Farkas tossed his head, with a sigh, that perhaps might be more appropriately termed a grunt, and moved a few steps backwards; but then, as if unable to obey, he again lingered and returned.
"Master Otmar," he said, "call me rude, unmannered, disobedient. Bid me leave you—yes, leave you for ever, if you will. But, out it must, teremtette! in spite of all. I cannot see you thus, and quit you, without a word—you, your father's son. You, Master Otmar, whose heels I was the first to spur, whom I first set on horseback to gallop alone over the Puszta, whom I first taught a good round Hungarian oath. I could not do it, were I to know it were the last word I spoke."
"Speak then! What have you to say?" cried Otmar, in a tone of vexed impatience; but then, as he saw the eyes of the old man fixed in such mournful earnestness and solicitude upon him, he seemed to repent his harshness, and stretched out his hand, which his attendant took and kissed with reverence, according to the custom of the country.
"Speak!" he said more mildly; "I know you love me, although sometimes you show your love after a strange rude fashion, Farkas!"
"Are you a man, Master Otmar," began the old attendant, bluntly, "that you should be thus cast down because you have seen a pretty face that smiled upon you?" The young man showed evident marks of impatience at these words; but Farkas had seized his advantage, and continued, "Is a chitfaced woman's glance, seen only once, to break a man's bold spirit thus? You are in love, you will tell me. That's a boy's answer to all; but"—
"Peace, foolish man! what do you know of love?" said Otmar, impatiently.
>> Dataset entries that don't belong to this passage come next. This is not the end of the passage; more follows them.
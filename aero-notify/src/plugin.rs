use std::sync::Arc;

use async_trait::async_trait;

use crate::buffer::{NotificationRecord, TransactionBuffer};
use crate::commit;
use crate::host::{CommitChanges, MailRef, MailUser};
use crate::registry::Registry;
use crate::session::UserSession;

/// Entry points called by the mail server.
///
/// The server owns the transaction handle between `transaction_begin` and
/// either `transaction_commit` or `transaction_rollback`, which consume it.
#[async_trait]
pub trait MailHooks: Send + Sync {
    type Session: Send + Sync;
    type Txn: Send;

    fn user_created(&self, user: &MailUser) -> Arc<Self::Session>;
    fn transaction_begin(&self, session: &Arc<Self::Session>, mailbox: &str) -> Self::Txn;
    fn mail_save(&self, txn: &mut Self::Txn, mail: &MailRef);
    fn mail_copy(&self, txn: &mut Self::Txn, src: &MailRef, dst: &MailRef);
    async fn transaction_commit(&self, txn: Self::Txn, changes: &CommitChanges);
    fn transaction_rollback(&self, txn: Self::Txn);
}

pub struct NotifyPlugin {
    registry: Arc<Registry>,
}

impl NotifyPlugin {
    pub fn new(registry: Arc<Registry>) -> Self {
        Self { registry }
    }

    pub fn registry(&self) -> &Arc<Registry> {
        &self.registry
    }
}

#[async_trait]
impl MailHooks for NotifyPlugin {
    type Session = UserSession;
    type Txn = TransactionBuffer;

    fn user_created(&self, user: &MailUser) -> Arc<UserSession> {
        UserSession::from_user(self.registry.clone(), user)
    }

    fn transaction_begin(&self, session: &Arc<UserSession>, mailbox: &str) -> TransactionBuffer {
        TransactionBuffer::begin(session.clone(), mailbox)
    }

    fn mail_save(&self, _txn: &mut TransactionBuffer, _mail: &MailRef) {}

    fn mail_copy(&self, txn: &mut TransactionBuffer, src: &MailRef, dst: &MailRef) {
        if !src.is_raw() {
            return;
        }
        tracing::debug!(user = txn.session().username(), folder = %dst.mailbox, "injected mail buffered");
        txn.append(NotificationRecord::copy(dst.mailbox.as_str()));
    }

    async fn transaction_commit(&self, txn: TransactionBuffer, changes: &CommitChanges) {
        commit::process(txn, changes).await
    }

    fn transaction_rollback(&self, txn: TransactionBuffer) {
        tracing::debug!(
            user = txn.session().username(),
            mailbox = txn.mailbox(),
            dropped = txn.len(),
            "transaction rolled back"
        );
    }
}
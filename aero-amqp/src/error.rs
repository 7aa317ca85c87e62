use super::types::CloseReason;

#[derive(Debug, thiserror::Error)]
pub enum Error {
    #[error("i/o error: {0}")]
    Io(#[from] std::io::Error),
    #[error("unable to decode frame: {0}")]
    Decode(String),
    #[error("unknown frame type {0}")]
    UnknownFrameType(u8),
    #[error("short string of {0} bytes does not fit in 255 bytes")]
    ShortStringTooLong(usize),
    #[error("frame of {0} bytes exceeds the allowed maximum")]
    FrameTooLarge(usize),
    #[error("expected {expected}, received {received}")]
    UnexpectedMethod {
        expected: &'static str,
        received: &'static str,
    },
    #[error("unexpected {kind} frame on channel {channel}")]
    UnexpectedFrame { channel: u16, kind: &'static str },
    #[error("broker speaks AMQP {major}-{minor}, only 0-9-1 is supported")]
    ProtocolVersion { major: u8, minor: u8 },
    #[error("broker does not offer the PLAIN mechanism (offered: {0})")]
    Mechanism(String),
    #[error("connection closed by broker: {0}")]
    ConnectionClosed(CloseReason),
    #[error("channel {channel} closed by broker: {reason}")]
    ChannelClosed { channel: u16, reason: CloseReason },
}

impl Error {
    /// The reason sent by the broker when it is the one closing.
    pub fn close_reason(&self) -> Option<&CloseReason> {
        match self {
            Self::ConnectionClosed(reason) => Some(reason),
            Self::ChannelClosed { reason, .. } => Some(reason),
            _ => None,
        }
    }
}

pub type Result<T> = std::result::Result<T, Error>;
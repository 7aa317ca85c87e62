use std::borrow::Cow;

use serde::{Deserialize, Serialize};

use crate::buffer::NotificationRecord;
use crate::error::NotifyError;

/// Body of a published message:
/// `{"user":"alice","folder":"INBOX","uid":42}`
#[derive(Debug, Clone, PartialEq, Eq, Serialize, Deserialize)]
pub struct Notification<'a> {
    #[serde(borrow)]
    pub user: Cow<'a, str>,
    #[serde(borrow)]
    pub folder: Cow<'a, str>,
    pub uid: u32,
}

impl<'a> Notification<'a> {
    pub fn new(user: &'a str, record: &'a NotificationRecord) -> Self {
        Self {
            user: Cow::Borrowed(user),
            folder: Cow::Borrowed(record.folder.as_str()),
            uid: record.uid,
        }
    }
}

pub fn serialize(username: &str, record: &NotificationRecord) -> Result<Vec<u8>, NotifyError> {
    Ok(serde_json::to_vec(&Notification::new(username, record))?)
}

pub fn deserialize(body: &[u8]) -> Result<Notification<'_>, NotifyError> {
    Ok(serde_json::from_slice(body)?)
}

#[cfg(test)]
mod tests {
    use super::*;

    fn record(folder: &str, uid: u32) -> NotificationRecord {
        NotificationRecord {
            uid,
            ..NotificationRecord::copy(folder)
        }
    }

    #[test]
    fn exact_layout() {
        let body = serialize("alice", &record("INBOX", 42)).unwrap();
        assert_eq!(body, br#"{"user":"alice","folder":"INBOX","uid":42}"#.to_vec());
    }

    #[test]
    fn special_characters_survive() {
        let rec = record("Boîte \"spéciale\"/Archives\\2024", u32::MAX);
        let body = serialize("jean.dupont@exemple.fr", &rec).unwrap();
        let text = std::str::from_utf8(&body).unwrap();
        assert!(text.contains(r#"\"spéciale\""#));
        assert!(text.contains(r#"Archives\\2024"#));

        let back = deserialize(&body).unwrap();
        assert_eq!(back.user, "jean.dupont@exemple.fr");
        assert_eq!(back.folder, rec.folder);
        assert_eq!(back.uid, u32::MAX);
    }

    #[test]
    fn garbage_is_refused() {
        assert!(matches!(
            deserialize(b"{\"user\":\"alice\"}"),
            Err(NotifyError::Encode(_))
        ));
    }
}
"Foolish!" echoed the old man, with a toss of the head, as if he were for a moment inclined to argue which were the more foolish, he or his master. "Be that as it may. Perhaps I understand little of this love, at least now. But I remember the time I understood it better; and, teremtette! that was another sort of thing. When I was in love, I danced and sprang, and drank and swore, and flung up my cap on to the very horns of the young moon! There was some spirit in love then! But you have saved a fair lady from danger, as her unruly devils of horses were about to plunge her travelling coach from the bank into the broad stream of the Danube, and you are as cast down about it as if you had caused her death, instead of saving her from destruction. Eb adta! it is for her to whine and pine, and lament that she sees the bright eyes of her handsome deliverer no more; not for you, boy!"